La différence entre le multicloud et la portabilité

À retenir : avoir des charges de travail sur deux clouds n’est pas la même chose que pouvoir les déplacer librement entre eux. La portabilité concerne la facilité de déplacement, pas le nombre de fournisseurs utilisés.

La plupart des équipes qui se qualifient de « multicloud » ne sont pas portables. Elles ont des charges de travail cloisonnées chez des fournisseurs distincts, chacun avec sa propre chaîne d’outils, son pipeline de déploiement et son ensemble de conventions opérationnelles. Déplacer quoi que ce soit entre ces environnements revient à repartir de zéro.

Ce n’est pas de la portabilité.

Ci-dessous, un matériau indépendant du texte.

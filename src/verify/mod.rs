//! Verification orchestrator
//!
//! Runs the ordered check sequence and accumulates a single outcome per
//! run. Missing credentials or a missing branch fail the run up front; from
//! the branch check onward every step runs to completion so the report
//! lists all failures, not just the first.

mod report;

pub use report::{render_report, write_report};

use crate::auth;
use crate::checks::{
    branch_exists, check_required_files, classify_merge_method, find_merged_pr,
    verify_merge_target,
};
use crate::config::VerifyConfig;
use crate::error::Result;
use crate::platform::{GitHubService, HostingService};
use crate::types::{MergeMethod, PullRequestRecord};
use chrono::{DateTime, Utc};
use std::path::PathBuf;
use tracing::{error, info};

/// Accumulated result of one verification run.
///
/// Built incrementally by the orchestrator; read-only once the report is
/// rendered. Lives for exactly one run.
#[derive(Debug, Clone)]
pub struct VerificationOutcome {
    /// Organization the run targeted ("UNKNOWN" when credentials were absent)
    pub organization: String,
    /// Whether both configured branches exist
    pub branches_ok: bool,
    /// Number of configured file requirements
    pub files_total: usize,
    /// Failing file paths, in evaluation order
    pub failed_files: Vec<String>,
    /// The merged release PR, when found
    pub pull_request: Option<PullRequestRecord>,
    /// Merge-method classification for the found PR
    pub merge_method: MergeMethod,
    /// Parent count of the merge commit
    pub parent_count: usize,
    /// Overall verdict
    pub passed: bool,
    /// When the run finished (UTC)
    pub finished_at: DateTime<Utc>,
}

impl VerificationOutcome {
    /// Outcome for a run that failed before any resource checks ran
    pub fn failed_before_checks(organization: &str) -> Self {
        Self {
            organization: organization.to_string(),
            branches_ok: false,
            files_total: 0,
            failed_files: Vec::new(),
            pull_request: None,
            merge_method: MergeMethod::NotFound,
            parent_count: 0,
            passed: false,
            finished_at: Utc::now(),
        }
    }

    /// Number of file requirements that did not fail
    pub fn files_passed(&self) -> usize {
        self.files_total - self.failed_files.len()
    }
}

/// Result of a full pipeline run, for the caller to present
#[derive(Debug)]
pub struct RunReport {
    /// The accumulated outcome
    pub outcome: VerificationOutcome,
    /// The rendered report lines
    pub lines: Vec<String>,
    /// Where the report was written
    pub report_path: PathBuf,
}

/// Run branch, file, and PR checks against a hosting service.
///
/// Assumes credentials are already resolved. A missing branch
/// short-circuits the run; file and PR checks always run to completion.
pub async fn verify(
    cfg: &VerifyConfig,
    organization: &str,
    service: &dyn HostingService,
) -> VerificationOutcome {
    let mut outcome = VerificationOutcome::failed_before_checks(organization);

    info!(step = "2/6", "checking branch existence");
    for branch in [&cfg.target.release_branch, &cfg.target.base_branch] {
        if !branch_exists(service, branch).await {
            error!(branch = %branch, "required branch does not exist");
            outcome.finished_at = Utc::now();
            return outcome;
        }
    }
    outcome.branches_ok = true;
    info!(
        release = %cfg.target.release_branch,
        base = %cfg.target.base_branch,
        "branches verified"
    );

    info!(step = "3/6", count = cfg.files.len(), "checking required files");
    let files = check_required_files(service, &cfg.files).await;
    outcome.files_total = files.total;
    outcome.failed_files.clone_from(&files.failed_paths);

    info!(step = "4/6", keyword = %cfg.pr.title_keyword, "searching for merged release PR");
    let pr = find_merged_pr(
        service,
        &cfg.pr.title_keyword,
        &cfg.target.base_branch,
        &cfg.pr.state,
        cfg.api.per_page,
    )
    .await;

    if let Some(ref found) = pr {
        info!(pr_number = found.number, title = %found.title, "release PR found");

        info!(step = "5/6", "verifying merge target branch");
        verify_merge_target(service, found.number, &cfg.target.base_branch).await;

        info!(step = "6/6", "classifying merge method");
        let (method, parents) =
            classify_merge_method(service, found.number, cfg.api.expected_parent_count).await;
        outcome.merge_method = method;
        outcome.parent_count = parents;
    } else {
        error!(keyword = %cfg.pr.title_keyword, "no merged release PR found");
    }

    outcome.passed = files.all_passed()
        && pr.is_some()
        && outcome.merge_method.label() == cfg.pr.required_merge_method;
    outcome.pull_request = pr;
    outcome.finished_at = Utc::now();
    outcome
}

/// Run the full verification pipeline: credentials, checks, report.
///
/// Always writes the report, even when credentials or branches are missing.
pub async fn run(cfg: &VerifyConfig) -> Result<RunReport> {
    info!(step = "1/6", "checking environment configuration");
    let outcome = match auth::resolve_credentials(&cfg.env) {
        Ok(credentials) => {
            info!(organization = %credentials.organization, "environment ready");

            let service = GitHubService::new(
                &credentials.token,
                credentials.organization.clone(),
                cfg.target.repo.clone(),
                &cfg.api,
            )?;

            verify(cfg, &credentials.organization, &service).await
        }
        Err(e) => {
            error!(error = %e, "environment check failed");
            VerificationOutcome::failed_before_checks("UNKNOWN")
        }
    };

    let lines = render_report(cfg, &outcome);
    let report_path = write_report(&cfg.output, &lines)?;

    Ok(RunReport {
        outcome,
        lines,
        report_path,
    })
}
//! Report assembly and persistence
//!
//! The report is a fixed set of 7 lines, rendered the same way for every
//! outcome so it can be parsed as well as read.

use crate::config::{OutputConfig, VerifyConfig};
use crate::error::{Error, Result};
use crate::verify::VerificationOutcome;
use std::fs;
use std::path::PathBuf;
use tracing::info;

/// Render the fixed 7-line report for an outcome.
pub fn render_report(cfg: &VerifyConfig, outcome: &VerificationOutcome) -> Vec<String> {
    let verdict = if outcome.passed { "PASS" } else { "FAIL" };

    let pr_line = outcome.pull_request.as_ref().map_or_else(
        || "release PR: not found".to_string(),
        |pr| {
            format!(
                "release PR: #{}  title: {}",
                pr.number,
                pr.title.replace('\n', " ")
            )
        },
    );

    let failed = if outcome.failed_files.is_empty() {
        "none".to_string()
    } else {
        outcome.failed_files.join(",")
    };

    vec![
        format!("verification result: {verdict}"),
        format!("repository: {}/{}", outcome.organization, cfg.target.repo),
        format!(
            "release branch: {}  base branch: {}",
            cfg.target.release_branch, cfg.target.base_branch
        ),
        pr_line,
        format!(
            "merge method: {}  parents: {}",
            outcome.merge_method, outcome.parent_count
        ),
        format!(
            "files checked: {}/{}  failed files: {}",
            outcome.files_passed(),
            outcome.files_total,
            failed
        ),
        format!(
            "timestamp: {}",
            outcome.finished_at.format("%Y-%m-%dT%H:%M:%SZ")
        ),
    ]
}

/// Write the report to the configured path, creating the directory first.
///
/// A single write after all checks complete; no partial states.
pub fn write_report(output: &OutputConfig, lines: &[String]) -> Result<PathBuf> {
    fs::create_dir_all(&output.dir)
        .map_err(|e| Error::Report(format!("failed to create {}: {e}", output.dir.display())))?;

    let path = output.dir.join(&output.report_file);
    fs::write(&path, lines.join("\n"))
        .map_err(|e| Error::Report(format!("failed to write {}: {e}", path.display())))?;

    info!(path = %path.display(), "report written");
    Ok(path)
}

C’est de la redondance avec une charge opérationnelle supplémentaire.

La véritable portabilité cloud signifie que tes applications, services et données peuvent passer d’un environnement cloud à l’autre sans reconfiguration majeure. Le code reste le même. Le processus de déploiement reste le même. Ce qui change, c’est le fournisseur ou la région sous-jacente, et ce changement doit être un choix délibéré, pas un projet de migration.

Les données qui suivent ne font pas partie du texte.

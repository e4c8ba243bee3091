//! Command-line interface for the release verifier

mod style;

use crate::cli::style::Stylize;
use anstream::println;
use clap::Parser;
use relcheck::config::VerifyConfig;
use relcheck::error::Result;
use relcheck::verify;
use std::path::PathBuf;

/// Verify that a release was executed correctly against the hosting API
#[derive(Debug, Parser)]
#[command(
    name = "relcheck",
    version,
    about = "Verify a release against the GitHub API"
)]
pub struct Cli {
    /// Path to a TOML configuration file overriding the built-in defaults
    #[arg(long, value_name = "PATH")]
    pub config: Option<PathBuf>,

    /// Directory the verification report is written to
    #[arg(long, value_name = "DIR")]
    pub output_dir: Option<PathBuf>,

    /// Target repository name (overrides the configured repository)
    #[arg(long, value_name = "NAME")]
    pub repo: Option<String>,
}

/// Run the verifier and return the process exit code.
pub async fn run(cli: Cli) -> Result<i32> {
    let mut cfg = VerifyConfig::load(cli.config.as_deref())?;
    if let Some(dir) = cli.output_dir {
        cfg.output.dir = dir;
    }
    if let Some(repo) = cli.repo {
        cfg.target.repo = repo;
    }

    let separator = "=".repeat(cfg.output.separator_length);
    println!("{}", separator.muted());
    println!("{}", "Running release verification".emphasis());
    println!("{}", separator.muted());

    let report = verify::run(&cfg).await?;

    if report.outcome.passed {
        println!("\n{}", separator.muted());
        println!("{}", cfg.output.success_message.success());
        for line in &report.lines {
            println!("{line}");
        }
        println!("{}\n", separator.muted());
    }

    Ok(if report.outcome.passed {
        cfg.output.success_exit_code
    } else {
        cfg.output.failure_exit_code
    })
}
//! Hosting API access
//!
//! A thin read-only client behind a service trait so checks can run against
//! fakes in tests.

mod github;

pub use github::GitHubService;

use crate::error::Result;
use crate::types::{Branch, CommitRecord, PullRequestRecord};
use async_trait::async_trait;

/// Read-only lookups against the hosting API.
///
/// `Ok(None)` means the resource does not exist (the API's not-found
/// status); `Err` is a transport or protocol failure. Callers decide how to
/// fold errors into check outcomes — the pipeline logs them and treats them
/// as negative results.
#[async_trait]
pub trait HostingService: Send + Sync {
    /// Look up a branch by name
    async fn get_branch(&self, name: &str) -> Result<Option<Branch>>;

    /// Fetch decoded file content at a path on a branch
    async fn get_file_content(&self, path: &str, branch: &str) -> Result<Option<String>>;

    /// List pull requests filtered server-side by state and base branch
    async fn list_pull_requests(
        &self,
        state: &str,
        base: &str,
        page: u32,
        per_page: u32,
    ) -> Result<Vec<PullRequestRecord>>;

    /// Fetch a single pull request by number
    async fn get_pull_request(&self, number: u64) -> Result<Option<PullRequestRecord>>;

    /// Fetch a single commit by SHA
    async fn get_commit(&self, sha: &str) -> Result<Option<CommitRecord>>;
}
//! Release verification against a hosting API.
//!
//! Checks that a release was executed correctly on a remote repository:
//! required branches exist, required files carry required content, and the
//! release pull request was squash-merged into the configured base branch.
//! Produces a pass/fail verdict and a persisted fixed-format report.

pub mod auth;
pub mod checks;
pub mod config;
pub mod error;
pub mod platform;
pub mod types;
pub mod verify;
//! Terminal styling helpers
//!
//! Styles degrade to plain text when stdout is not a terminal.

use owo_colors::{OwoColorize, Stream::Stdout};

/// Extension trait for styling user-facing output
pub trait Stylize {
    /// Bold emphasis
    fn emphasis(&self) -> String;
    /// Dimmed secondary text
    fn muted(&self) -> String;
    /// Success green
    fn success(&self) -> String;
}

impl<T: std::fmt::Display> Stylize for T {
    fn emphasis(&self) -> String {
        self.if_supports_color(Stdout, |text| text.bold()).to_string()
    }

    fn muted(&self) -> String {
        self.if_supports_color(Stdout, |text| text.dimmed()).to_string()
    }

    fn success(&self) -> String {
        self.if_supports_color(Stdout, |text| text.green()).to_string()
    }
}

Pourquoi la portabilité est plus difficile qu’il n’y paraît

À retenir : la dépendance n’est généralement pas le résultat d’une seule décision. Elle s’accumule progressivement. Chaque intégration spécifique à un fournisseur ajoute des frictions à tout changement futur.

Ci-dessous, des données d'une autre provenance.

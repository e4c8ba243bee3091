//! Error types for relcheck

use thiserror::Error;

/// Crate-wide result alias
pub type Result<T> = std::result::Result<T, Error>;

/// Failures the verification pipeline can encounter.
///
/// A remote resource that does not exist is not an error — lookups model it
/// as `Ok(None)`. The variants here cover the conditions that abort a call:
/// missing configuration, transport/protocol failures, and undecodable
/// content. Checks fold `Api` and `Content` into negative outcomes rather
/// than propagating them.
#[derive(Error, Debug)]
pub enum Error {
    /// Missing credential or malformed configuration; fatal before any
    /// network call
    #[error("configuration error: {0}")]
    Config(String),

    /// Transport failure or unexpected status from the hosting API
    #[error("hosting API error: {0}")]
    Api(String),

    /// File content could not be decoded
    #[error("content error: {0}")]
    Content(String),

    /// Report could not be persisted
    #[error("report error: {0}")]
    Report(String),
}
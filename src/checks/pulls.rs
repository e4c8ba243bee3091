//! Release pull-request resolution
//!
//! Finds the merged release PR and classifies how it was merged.

use crate::platform::HostingService;
use crate::types::{MergeMethod, PullRequestRecord};
use tracing::{debug, warn};

/// Find the first merged PR whose title contains `keyword`.
///
/// Pages through the server-side-filtered listing in returned order — no
/// client-side re-sort. The title match is case-insensitive and the PR must
/// have a non-null merge timestamp. Paging stops on a short page (listing
/// exhausted) or on the first match. Listing errors are logged and treated
/// as "no match".
pub async fn find_merged_pr(
    service: &dyn HostingService,
    keyword: &str,
    base: &str,
    state: &str,
    per_page: u32,
) -> Option<PullRequestRecord> {
    let keyword_lower = keyword.to_lowercase();
    let mut page = 1;

    loop {
        let prs = match service.list_pull_requests(state, base, page, per_page).await {
            Ok(prs) => prs,
            Err(e) => {
                warn!(page, error = %e, "pull request listing failed");
                return None;
            }
        };

        let page_len = prs.len();
        for pr in prs {
            if pr.merged_at.is_some() && pr.title.to_lowercase().contains(&keyword_lower) {
                debug!(pr_number = pr.number, title = %pr.title, "found merged release PR");
                return Some(pr);
            }
        }

        // A short page means the listing is exhausted
        if page_len < per_page as usize {
            return None;
        }
        page += 1;
    }
}

/// Diagnostic: does the PR's base branch match the expected merge target?
///
/// A mismatch is logged but does not alter the run verdict.
pub async fn verify_merge_target(
    service: &dyn HostingService,
    pr_number: u64,
    expected_base: &str,
) -> bool {
    match service.get_pull_request(pr_number).await {
        Ok(Some(pr)) => {
            if pr.base_ref == expected_base {
                true
            } else {
                warn!(
                    pr_number,
                    actual = %pr.base_ref,
                    expected = %expected_base,
                    "release PR merged into unexpected base branch"
                );
                false
            }
        }
        Ok(None) => {
            warn!(pr_number, "release PR detail not found");
            false
        }
        Err(e) => {
            warn!(pr_number, error = %e, "release PR detail lookup failed");
            false
        }
    }
}

/// Classify how a PR was merged by inspecting its merge commit.
///
/// A squash merge produces a single-parent commit whose message references
/// the originating PR number. A merge commit has two parents; a rebase merge
/// has one parent but omits the `#N` reference, so the message check
/// disambiguates. Returns the classification and the observed parent count.
pub async fn classify_merge_method(
    service: &dyn HostingService,
    pr_number: u64,
    expected_parent_count: usize,
) -> (MergeMethod, usize) {
    let pr = match service.get_pull_request(pr_number).await {
        Ok(Some(pr)) => pr,
        Ok(None) => return (MergeMethod::NotFound, 0),
        Err(e) => {
            warn!(pr_number, error = %e, "pull request lookup failed");
            return (MergeMethod::NotFound, 0);
        }
    };

    let Some(sha) = pr.merge_commit_sha.filter(|sha| !sha.is_empty()) else {
        debug!(pr_number, "pull request has no merge commit");
        return (MergeMethod::NotFound, 0);
    };

    let commit = match service.get_commit(&sha).await {
        Ok(Some(commit)) => commit,
        Ok(None) => return (MergeMethod::NotFound, 0),
        Err(e) => {
            warn!(pr_number, sha = %sha, error = %e, "merge commit lookup failed");
            return (MergeMethod::NotFound, 0);
        }
    };

    let reference = format!("#{pr_number}");
    if commit.parent_count == expected_parent_count && commit.message.contains(&reference) {
        (MergeMethod::Squash, commit.parent_count)
    } else {
        (MergeMethod::Other, commit.parent_count)
    }
}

Les obstacles techniques sont bien réels. Les fournisseurs superposent des politiques d’autoscaling propriétaires, des modules complémentaires de mise en réseau et des intégrations d’identité à des technologies ouvertes comme Kubernetes et PostgreSQL, réintroduisant ainsi la dépendance au-delà de la base open source.

Les obstacles organisationnels sont tout aussi importants :

  • les équipes créent des scripts de déploiement, des pipelines d’intégration continue et des configurations de surveillance spécifiques à chaque fournisseur.
  • La configuration des applications contient souvent des variables d'environnement, des points de terminaison ou des appels SDK spécifiques au fournisseur.
  • Les données stockées dans des formats propriétaires ou des services gérés deviennent coûteuses à extraire.
  • Les préoccupations liées à la portabilité et à l'interopérabilité des données figurent systématiquement parmi les thèmes les plus discutés en matière d'enfermement propriétaire parmi les décideurs informatiques.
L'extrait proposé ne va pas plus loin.